[[ Records for this exercise, beginning ]]

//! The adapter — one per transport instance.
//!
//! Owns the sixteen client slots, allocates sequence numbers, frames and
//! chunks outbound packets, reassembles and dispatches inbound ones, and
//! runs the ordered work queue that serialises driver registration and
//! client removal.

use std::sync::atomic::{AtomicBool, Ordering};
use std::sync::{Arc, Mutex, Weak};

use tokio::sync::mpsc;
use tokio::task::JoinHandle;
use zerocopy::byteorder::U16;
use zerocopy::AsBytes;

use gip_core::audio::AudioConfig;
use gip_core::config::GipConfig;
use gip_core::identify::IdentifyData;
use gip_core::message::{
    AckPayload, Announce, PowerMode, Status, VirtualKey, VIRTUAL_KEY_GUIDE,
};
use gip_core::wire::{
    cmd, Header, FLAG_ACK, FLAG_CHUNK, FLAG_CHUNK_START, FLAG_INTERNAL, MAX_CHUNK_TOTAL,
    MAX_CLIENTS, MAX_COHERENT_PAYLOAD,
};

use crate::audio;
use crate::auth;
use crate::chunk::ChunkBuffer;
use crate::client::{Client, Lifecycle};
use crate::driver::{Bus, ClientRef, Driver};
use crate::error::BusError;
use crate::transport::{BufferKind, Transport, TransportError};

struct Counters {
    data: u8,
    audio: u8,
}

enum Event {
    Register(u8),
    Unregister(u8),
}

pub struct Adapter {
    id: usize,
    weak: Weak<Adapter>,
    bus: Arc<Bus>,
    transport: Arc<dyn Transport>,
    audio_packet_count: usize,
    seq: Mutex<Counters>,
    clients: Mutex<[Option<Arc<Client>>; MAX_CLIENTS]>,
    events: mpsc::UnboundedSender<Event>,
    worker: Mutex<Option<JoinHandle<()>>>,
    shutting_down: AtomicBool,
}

[[ Records for this exercise, end ]]

- **Exercise goal**
The number of lines in this listing that hold "struct" is the only answer required.

- **Answer to this problem**
2